Here’s what I found out about the original of Ramen.
A messenger from China brought the flour food culture to Japan in the 8th century. That is when the first form of noodles were first seen in Japan. BY the Edo period (1603-1867), there was a noodle boom in Japan. During the period of 1854-1859, there were 3,700 noodle shops in Edo (old Tokyo).
In the movie, “Tampopo,” the heroine is in search if authentic ramen, not realizing that ramen is one of Japan’s most versatile noodle dishes. These days, anything goes. It is true that there are standard tastes one expects at a ramen shop or stall, or when eating an instant ramen mix. That is only the beginning in terms of a multitude of tastes and variations.
Let’s Get Cooking!
Ramen has three main tastes: soy sauce, salt or miso (fermented soybeans). Ramen has made regional modifications. For example, Sapporo Ramen, one of the most famous, always uses butter as a garnish. It began in 1923, in Hokkaido, at a noodle shop called Takeya Shokudo.
Here are your ingredients for making a delicious, rich ramen noodle broth:
- 1 chicken carcass or 7 ounces chicken wings cleaned**
- 1 Japanese leek negi, cut in half
- 1 medium-sized onion peeled and halved
- 1 medium-sized carrot peeled and halved
- 1 large knob ginger peeled and halved
- 3 to 4 egg shells***
- 7-1/2 cups water
- Place all ingredients in a soup pot. Bring to a boil, lower heat to a high simmer, and cook, covered, for two to three hours, skimming of the scum occasionally. Strain the stock using a cheesecloth-lined colander; pressing down on the remaining ingredients with the back of a large wooden spoon to release all the flavor. If not used immediately, cool and freeze the stock until needed.
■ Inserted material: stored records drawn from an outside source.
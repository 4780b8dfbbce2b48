//! DOMから取得した文字列の値抽出

use std::sync::OnceLock;

use regex::Regex;

fn digits_re() -> &'static Regex {
    static RE: OnceLock<Regex> = OnceLock::new();
    RE.get_or_init(|| Regex::new(r"\d+").expect("digit pattern"))
}

fn css_url_re() -> &'static Regex {
    static RE: OnceLock<Regex> = OnceLock::new();
    RE.get_or_init(|| Regex::new(r#"url\(["']?([^"']*)["']?\)"#).expect("css url pattern"))
}

/// 文字列中の最初の数字列を整数として返す（無ければ0）
pub fn extract_count(text: &str) -> u32 {
    digits_re()
        .find(text)
        .and_then(|m| m.as_str().parse().ok())
        .unwrap_or(0)
}

/// `background-image` の値から `url(...)` の中身を取り出す
pub fn extract_background_url(css_value: &str) -> Option<String> {
    css_url_re()
        .captures(css_value)
        .and_then(|caps| caps.get(1))
        .map(|m| m.as_str().to_string())
}

/// URLパスからゲームIDを得る（`/2kki/` → `2kki`）
pub fn game_type_from_path(pathname: &str) -> Option<String> {
    let id: String = pathname.chars().filter(|c| *c != '/').collect();
    (!id.is_empty()).then_some(id)
}
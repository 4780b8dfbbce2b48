//! テスト用の受信サーバー（axum）

use std::collections::HashMap;
use std::sync::{Arc, Mutex};
use std::time::Duration;

use axum::body::Bytes;
use axum::extract::State;
use axum::http::{HeaderMap, Method, StatusCode, Uri};
use axum::routing::any;
use axum::Router;
use tokio::net::TcpListener;

#[derive(Debug, Clone)]
pub struct RecordedRequest {
    pub method: String,
    pub path: String,
    pub headers: HashMap<String, String>,
    pub body: Vec<u8>,
}

impl RecordedRequest {
    pub fn json(&self) -> serde_json::Value {
        serde_json::from_slice(&self.body).expect("request body is not JSON")
    }
}

#[derive(Clone)]
struct ServerState {
    routes: Arc<HashMap<String, u16>>,
    requests: Arc<Mutex<Vec<RecordedRequest>>>,
}

/// 受けたリクエストを記録し、パスに割り当てたステータスを返す（未登録は404）
async fn record(
    State(state): State<ServerState>,
    method: Method,
    uri: Uri,
    headers: HeaderMap,
    body: Bytes,
) -> StatusCode {
    let path = uri.path().to_string();
    let status = state.routes.get(&path).copied().unwrap_or(404);
    let headers = headers
        .iter()
        .map(|(name, value)| {
            (
                name.as_str().to_string(),
                value.to_str().unwrap_or_default().to_string(),
            )
        })
        .collect();

    state.requests.lock().unwrap().push(RecordedRequest {
        method: method.to_string(),
        path,
        headers,
        body: body.to_vec(),
    });
    StatusCode::from_u16(status).unwrap_or(StatusCode::INTERNAL_SERVER_ERROR)
}

pub struct TestServer {
    pub base_url: String,
    requests: Arc<Mutex<Vec<RecordedRequest>>>,
}

impl TestServer {
    pub async fn start(routes: &[(&str, u16)]) -> Self {
        let state = ServerState {
            routes: Arc::new(
                routes
                    .iter()
                    .map(|(path, status)| (path.to_string(), *status))
                    .collect(),
            ),
            requests: Arc::new(Mutex::new(Vec::new())),
        };
        let requests = state.requests.clone();

        let mut router: Router<ServerState> = Router::new();
        for (path, _) in routes {
            router = router.route(path, any(record));
        }
        let router = router.fallback(record).with_state(state);

        let listener = TcpListener::bind("127.0.0.1:0").await.unwrap();
        let base_url = format!("http://{}", listener.local_addr().unwrap());
        tokio::spawn(async move {
            axum::serve(listener, router).await.unwrap();
        });

        Self { base_url, requests }
    }

    pub fn requests(&self) -> Vec<RecordedRequest> {
        self.requests.lock().unwrap().clone()
    }

    pub fn requests_to(&self, path: &str) -> Vec<RecordedRequest> {
        self.requests()
            .into_iter()
            .filter(|r| r.path == path)
            .collect()
    }

    /// 指定パスへのリクエストが `count` 件届くまで最大2秒待つ
    pub async fn wait_for_requests(&self, path: &str, count: usize) -> usize {
        for _ in 0..100 {
            let received = self.requests_to(path).len();
            if received >= count {
                return received;
            }
            tokio::time::sleep(Duration::from_millis(20)).await;
        }
        self.requests_to(path).len()
    }
}

/// 接続拒否されるURL（一度バインドしたポートを解放する）
pub async fn refused_url() -> String {
    let listener = TcpListener::bind("127.0.0.1:0").await.unwrap();
    let addr = listener.local_addr().unwrap();
    drop(listener);
    format!("http://{}", addr)
}
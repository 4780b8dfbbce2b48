//! リレーモジュール
//!
//! 受信サーバーの生存確認 → スナップショットのPOST

mod forward;
mod http;

pub use forward::{Relay, RelayOutcome};
pub use http::{check_server_status, HttpReceiver, RECEIVE_PATH, STATUS_PATH};
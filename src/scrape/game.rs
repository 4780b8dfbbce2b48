use std::collections::BTreeSet;

use crate::error::RelayError;

/// 対応ゲームIDの許可リスト。空なら全て許可
#[derive(Debug, Clone, Default)]
pub struct GameFilter {
    supported: BTreeSet<String>,
}

impl GameFilter {
    pub fn new(supported: BTreeSet<String>) -> Self {
        Self { supported }
    }

    pub fn allow_all() -> Self {
        Self::default()
    }

    /// ゲームIDが対応していればそれを返す
    pub fn check(&self, game_type: Option<&str>) -> Result<String, RelayError> {
        let game = game_type
            .filter(|g| !g.is_empty())
            .ok_or_else(|| RelayError::UnsupportedGame("(不明)".into()))?;

        if self.supported.is_empty() || self.supported.contains(game) {
            Ok(game.to_string())
        } else {
            Err(RelayError::UnsupportedGame(game.to_string()))
        }
    }
}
***The egg shells help to kill the smell of the carcass and/or bones, and to absorb some of the scum.
The toppings are your choice: sliced pork, a poached egg, sliced water chestnuts, and of course shredded scallions…time to eat!
Of course, I have shared several of my “ramen noodle” adventures with you, like these magical “glow in the dark” noodles:
It was a night of neon food art, and if you click here I’ll show you who did I, why they did it, and how it tasted!
I also have shared several of my terrific meals on the west side of Los Angeles, win a neighborhood known as “Little Osaka” – and where I eat this:
This incredible restaurant makes your ramen to order – and has a cafeteria style tempura bar as well!
Click here to see more:
Of course, I also showed you a somewhat disturbing but very real trend – bathing in ramen noodles!
Oh, but he did!
Click here to see why – and what health benefits come with it!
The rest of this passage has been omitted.